## [Aim of the exercise]
Gather all lines in the entries below that include the word "Option".

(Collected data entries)
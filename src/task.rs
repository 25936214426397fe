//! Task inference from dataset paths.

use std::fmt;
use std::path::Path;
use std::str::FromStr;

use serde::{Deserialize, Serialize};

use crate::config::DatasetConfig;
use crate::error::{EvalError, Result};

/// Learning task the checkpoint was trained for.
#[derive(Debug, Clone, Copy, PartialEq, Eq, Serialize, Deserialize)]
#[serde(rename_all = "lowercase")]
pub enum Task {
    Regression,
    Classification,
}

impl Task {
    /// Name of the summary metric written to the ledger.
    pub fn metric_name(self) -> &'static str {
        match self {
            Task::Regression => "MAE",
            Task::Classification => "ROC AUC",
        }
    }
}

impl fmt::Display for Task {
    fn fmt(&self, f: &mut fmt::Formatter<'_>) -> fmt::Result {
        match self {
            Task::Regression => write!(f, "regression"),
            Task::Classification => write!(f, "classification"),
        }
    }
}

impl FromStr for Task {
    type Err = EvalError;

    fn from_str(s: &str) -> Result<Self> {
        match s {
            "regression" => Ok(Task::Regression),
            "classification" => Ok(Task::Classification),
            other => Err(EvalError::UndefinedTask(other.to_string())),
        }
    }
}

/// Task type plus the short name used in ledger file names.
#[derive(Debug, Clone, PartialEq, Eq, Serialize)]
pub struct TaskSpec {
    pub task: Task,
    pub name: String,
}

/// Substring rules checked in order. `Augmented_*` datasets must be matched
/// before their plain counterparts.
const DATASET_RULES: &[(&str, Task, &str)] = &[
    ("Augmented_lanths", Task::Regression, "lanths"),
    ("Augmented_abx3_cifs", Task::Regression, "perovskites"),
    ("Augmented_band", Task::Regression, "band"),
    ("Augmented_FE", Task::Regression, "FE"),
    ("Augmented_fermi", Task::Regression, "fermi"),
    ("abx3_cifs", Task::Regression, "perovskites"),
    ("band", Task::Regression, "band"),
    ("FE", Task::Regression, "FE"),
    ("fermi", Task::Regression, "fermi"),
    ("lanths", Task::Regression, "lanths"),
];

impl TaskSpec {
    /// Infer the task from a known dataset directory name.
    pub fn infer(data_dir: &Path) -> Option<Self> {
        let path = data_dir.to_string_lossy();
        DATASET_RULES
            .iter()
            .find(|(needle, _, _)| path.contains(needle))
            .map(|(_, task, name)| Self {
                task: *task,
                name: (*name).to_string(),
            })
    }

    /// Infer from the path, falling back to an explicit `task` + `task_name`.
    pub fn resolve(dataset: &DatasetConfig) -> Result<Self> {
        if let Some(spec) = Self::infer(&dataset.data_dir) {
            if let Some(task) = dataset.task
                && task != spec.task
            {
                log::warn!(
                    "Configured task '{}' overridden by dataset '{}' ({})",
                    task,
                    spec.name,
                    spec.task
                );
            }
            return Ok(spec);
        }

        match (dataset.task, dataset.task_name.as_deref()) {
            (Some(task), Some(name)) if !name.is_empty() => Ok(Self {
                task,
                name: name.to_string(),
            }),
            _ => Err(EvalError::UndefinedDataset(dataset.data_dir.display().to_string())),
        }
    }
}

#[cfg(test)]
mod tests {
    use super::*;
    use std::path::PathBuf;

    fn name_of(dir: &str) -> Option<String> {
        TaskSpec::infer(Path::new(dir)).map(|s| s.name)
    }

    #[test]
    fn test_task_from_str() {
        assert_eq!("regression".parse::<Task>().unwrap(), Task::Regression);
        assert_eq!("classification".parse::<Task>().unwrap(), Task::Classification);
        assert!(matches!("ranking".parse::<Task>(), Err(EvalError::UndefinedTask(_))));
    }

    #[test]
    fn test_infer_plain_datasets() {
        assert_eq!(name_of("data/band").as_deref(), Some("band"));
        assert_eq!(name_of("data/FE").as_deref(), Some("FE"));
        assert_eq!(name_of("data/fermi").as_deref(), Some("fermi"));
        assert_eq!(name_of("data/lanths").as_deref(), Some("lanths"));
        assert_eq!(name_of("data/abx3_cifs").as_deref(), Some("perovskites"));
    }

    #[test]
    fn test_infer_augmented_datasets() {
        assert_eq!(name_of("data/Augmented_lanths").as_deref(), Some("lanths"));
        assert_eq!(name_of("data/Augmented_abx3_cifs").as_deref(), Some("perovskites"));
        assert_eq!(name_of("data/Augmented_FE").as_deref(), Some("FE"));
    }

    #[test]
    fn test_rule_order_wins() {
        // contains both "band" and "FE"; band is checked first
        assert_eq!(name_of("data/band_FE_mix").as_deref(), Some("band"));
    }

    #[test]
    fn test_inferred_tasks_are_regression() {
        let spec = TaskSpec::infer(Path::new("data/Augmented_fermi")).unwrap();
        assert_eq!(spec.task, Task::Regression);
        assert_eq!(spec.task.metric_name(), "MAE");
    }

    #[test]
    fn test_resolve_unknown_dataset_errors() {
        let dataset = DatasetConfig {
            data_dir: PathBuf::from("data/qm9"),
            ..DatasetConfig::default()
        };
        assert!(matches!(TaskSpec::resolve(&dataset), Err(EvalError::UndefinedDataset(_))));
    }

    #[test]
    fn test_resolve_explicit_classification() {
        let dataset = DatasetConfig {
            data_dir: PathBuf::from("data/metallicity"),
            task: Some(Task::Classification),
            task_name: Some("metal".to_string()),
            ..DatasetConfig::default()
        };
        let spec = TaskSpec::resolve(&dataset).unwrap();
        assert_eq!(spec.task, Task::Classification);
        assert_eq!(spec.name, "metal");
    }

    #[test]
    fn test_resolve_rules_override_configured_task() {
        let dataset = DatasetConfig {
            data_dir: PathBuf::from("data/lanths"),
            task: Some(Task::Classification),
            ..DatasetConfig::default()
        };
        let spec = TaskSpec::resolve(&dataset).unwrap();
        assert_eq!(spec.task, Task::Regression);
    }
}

## [Output for this exercise]
    pub fn infer(data_dir: &Path) -> Option<Self> {
    fn name_of(dir: &str) -> Option<String> {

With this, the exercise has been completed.